How do I read Sea-Doo fault codes without BUDS?
On most 2010+ Sea-Doo skis you can pull stored codes through the dash menu — hold MODE + SET while the key is on to access the diagnostic screen. The ski will display any active or stored codes. BUDS (the dealer scan tool) is required for live data and clearing some codes, but reading is doable from the dash.
What's the difference between P, B, C, and U codes on a Sea-Doo?
These are the standard OBD-II code categories Sea-Doo uses. P-codes = powertrain (engine, fuel, sensors). B-codes = body (gauges, switches, lights). C-codes = chassis (iBR, suspension on Spark TRIXX). U-codes = network/communication (CAN bus between modules). The letter tells you which system is reporting the fault.
How do I clear Sea-Doo fault codes?
Fix the cause first — clearing a code without fixing the underlying fault just makes it come back. Once the cause is resolved, some codes self-clear after a few key cycles. Stubborn ones need BUDS or a comparable tool to reset. Disconnecting the battery does NOT reliably clear Sea-Doo codes the way it does on a car.
What is the most common Sea-Doo fault code?
P0107 / P0108 (MAP sensor) and P0117 / P0118 (coolant temp sensor) are the most common we see.
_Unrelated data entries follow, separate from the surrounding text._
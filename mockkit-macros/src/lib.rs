//! Procedural macros for mockkit
//!
//! This crate provides the `#[mockkit::test]` attribute macro, which hands a fresh
//! `MockContext` to a test function.
//!
//! # Example
//!
//! ```rust,ignore
//! use mockkit::{MockContext, TypeDesc};
//!
//! #[mockkit::test(mode = "autofill")]
//! fn my_test(ctx: MockContext) {
//!     let repo = ctx.mock("Repo");
//!     repo.call("save").arg("id", 1).invoke().unwrap();
//!     ctx.verify(|s| s.on(&repo, "save").arg("id", s.any(TypeDesc::Int)).invoke())
//!         .unwrap();
//! }
//! ```

use proc_macro::TokenStream;
use proc_macro2::TokenStream as TokenStream2;
use quote::quote;
use syn::{
    parse::{Parse, ParseStream},
    parse_macro_input, FnArg, Ident, ItemFn, Lit, Pat, Token, Type,
};

/// Configuration options for the test macro.
#[derive(Default)]
struct TestConfig {
    /// Default mock mode ("strict", "autofill" or "autounit")
    mode: Option<String>,
    /// Whether the context gets its own autofill registry
    isolated: bool,
    /// Flavor for the tokio runtime of async tests ("current_thread" or "multi_thread")
    flavor: Option<String>,
}

impl Parse for TestConfig {
    fn parse(input: ParseStream) -> syn::Result<Self> {
        let mut config = TestConfig::default();

        while !input.is_empty() {
            let ident: Ident = input.parse()?;
            input.parse::<Token![=]>()?;
            let lit: Lit = input.parse()?;

            match (ident.to_string().as_str(), lit) {
                ("mode", Lit::Str(s)) => config.mode = Some(s.value()),
                ("isolated", Lit::Bool(b)) => config.isolated = b.value(),
                ("flavor", Lit::Str(s)) => config.flavor = Some(s.value()),
                ("mode" | "isolated" | "flavor", lit) => {
                    return Err(syn::Error::new_spanned(
                        lit,
                        format!("unexpected value for `{ident}`"),
                    ));
                }
                _ => {
                    return Err(syn::Error::new(
                        ident.span(),
                        format!("unknown attribute: {ident}"),
                    ));
                }
            }

            if input.peek(Token![,]) {
                input.parse::<Token![,]>()?;
            }
        }

        Ok(config)
    }
}

/// Determines if a function parameter is requesting a MockContext.
fn is_context_param(arg: &FnArg) -> bool {
    if let FnArg::Typed(pat_type) = arg {
        if let Type::Path(type_path) = &*pat_type.ty {
            if let Some(segment) = type_path.path.segments.last() {
                return segment.ident == "MockContext";
            }
        }
    }
    false
}

/// Extracts the parameter name from a function argument.
fn get_param_name(arg: &FnArg) -> Option<&Pat> {
    if let FnArg::Typed(pat_type) = arg {
        Some(&pat_type.pat)
    } else {
        None
    }
}

fn mode_tokens(mode: &str) -> syn::Result<TokenStream2> {
    match mode {
        "strict" => Ok(quote! { ::mockkit::MockMode::Strict }),
        "autofill" => Ok(quote! { ::mockkit::MockMode::Autofill }),
        "autounit" => Ok(quote! { ::mockkit::MockMode::AutoUnit }),
        other => Err(syn::Error::new(
            proc_macro2::Span::call_site(),
            format!("unsupported mode: {other}. Use \"strict\", \"autofill\" or \"autounit\""),
        )),
    }
}

/// Test attribute macro providing a `MockContext`.
///
/// Works on both blocking and async test functions; async tests run on tokio.
///
/// # With Context Injection
///
/// Add a `ctx: MockContext` parameter to receive a fresh context:
///
/// ```rust,ignore
/// #[mockkit::test]
/// async fn test_with_context(ctx: MockContext) {
///     let repo = ctx.mock("Repo");
///     assert!(repo.traces().is_empty());
/// }
/// ```
///
/// # Configuration Options
///
/// - `mode = "strict" | "autofill" | "autounit"` - Default mode of created mocks
/// - `isolated = true` - Use a private autofill registry
/// - `flavor = "multi_thread"` - Tokio runtime flavor for async tests
#[proc_macro_attribute]
pub fn test(attr: TokenStream, item: TokenStream) -> TokenStream {
    let config = parse_macro_input!(attr as TestConfig);
    let input = parse_macro_input!(item as ItemFn);

    expand_test(config, input)
        .unwrap_or_else(syn::Error::into_compile_error)
        .into()
}

fn expand_test(config: TestConfig, input: ItemFn) -> syn::Result<TokenStream2> {
    let name = &input.sig.ident;
    let body = &input.block;
    let attrs = &input.attrs;
    let vis = &input.vis;
    let output = &input.sig.output;

    let mut context_param = None;
    for arg in &input.sig.inputs {
        if !is_context_param(arg) {
            return Err(syn::Error::new_spanned(
                arg,
                "only a `MockContext` parameter can be injected",
            ));
        }
        if context_param.is_some() {
            return Err(syn::Error::new_spanned(
                arg,
                "at most one `MockContext` parameter is allowed",
            ));
        }
        context_param = get_param_name(arg);
    }

    let mode = config.mode.as_deref().map(mode_tokens).transpose()?;
    let context_init = context_param.map(|ctx| {
        let mode = mode.map(|mode| quote! { .mode(#mode) });
        let isolated = config.isolated.then(|| quote! { .isolated_autofill() });
        quote! {
            let #ctx = ::mockkit::MockContext::with_config(
                ::mockkit::MockConfig::new() #mode #isolated
            );
        }
    });

    if input.sig.asyncness.is_none() {
        if config.flavor.is_some() {
            return Err(syn::Error::new_spanned(
                &input.sig,
                "`flavor` only applies to async tests",
            ));
        }
        return Ok(quote! {
            #[::core::prelude::v1::test]
            #(#attrs)*
            #vis fn #name() #output {
                #context_init
                #body
            }
        });
    }

    let flavor_attr = match config.flavor.as_deref().unwrap_or("current_thread") {
        "multi_thread" => quote! { #[::tokio::test(flavor = "multi_thread")] },
        "current_thread" => quote! { #[::tokio::test] },
        other => {
            return Err(syn::Error::new(
                proc_macro2::Span::call_site(),
                format!("unsupported flavor: {other}. Use \"current_thread\" or \"multi_thread\""),
            ));
        }
    };

    Ok(quote! {
        #flavor_attr
        #(#attrs)*
        #vis async fn #name() #output {
            #context_init
            #body
        }
    })
}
Both are usually a connector issue or a $40 sensor swap — not a major repair. Supercharger-related codes (P0299, P0234) are more serious and point to the ceramic washer or the supercharger itself.
Can a fault code stop my Sea-Doo from starting?
Yes. Critical codes — anything triggering limp mode, an overheat shutdown, or a security/DESS fault — will prevent the engine from cranking or running. Most sensor codes will let you run but in a reduced power mode. The beep pattern usually tells you the severity before the code does.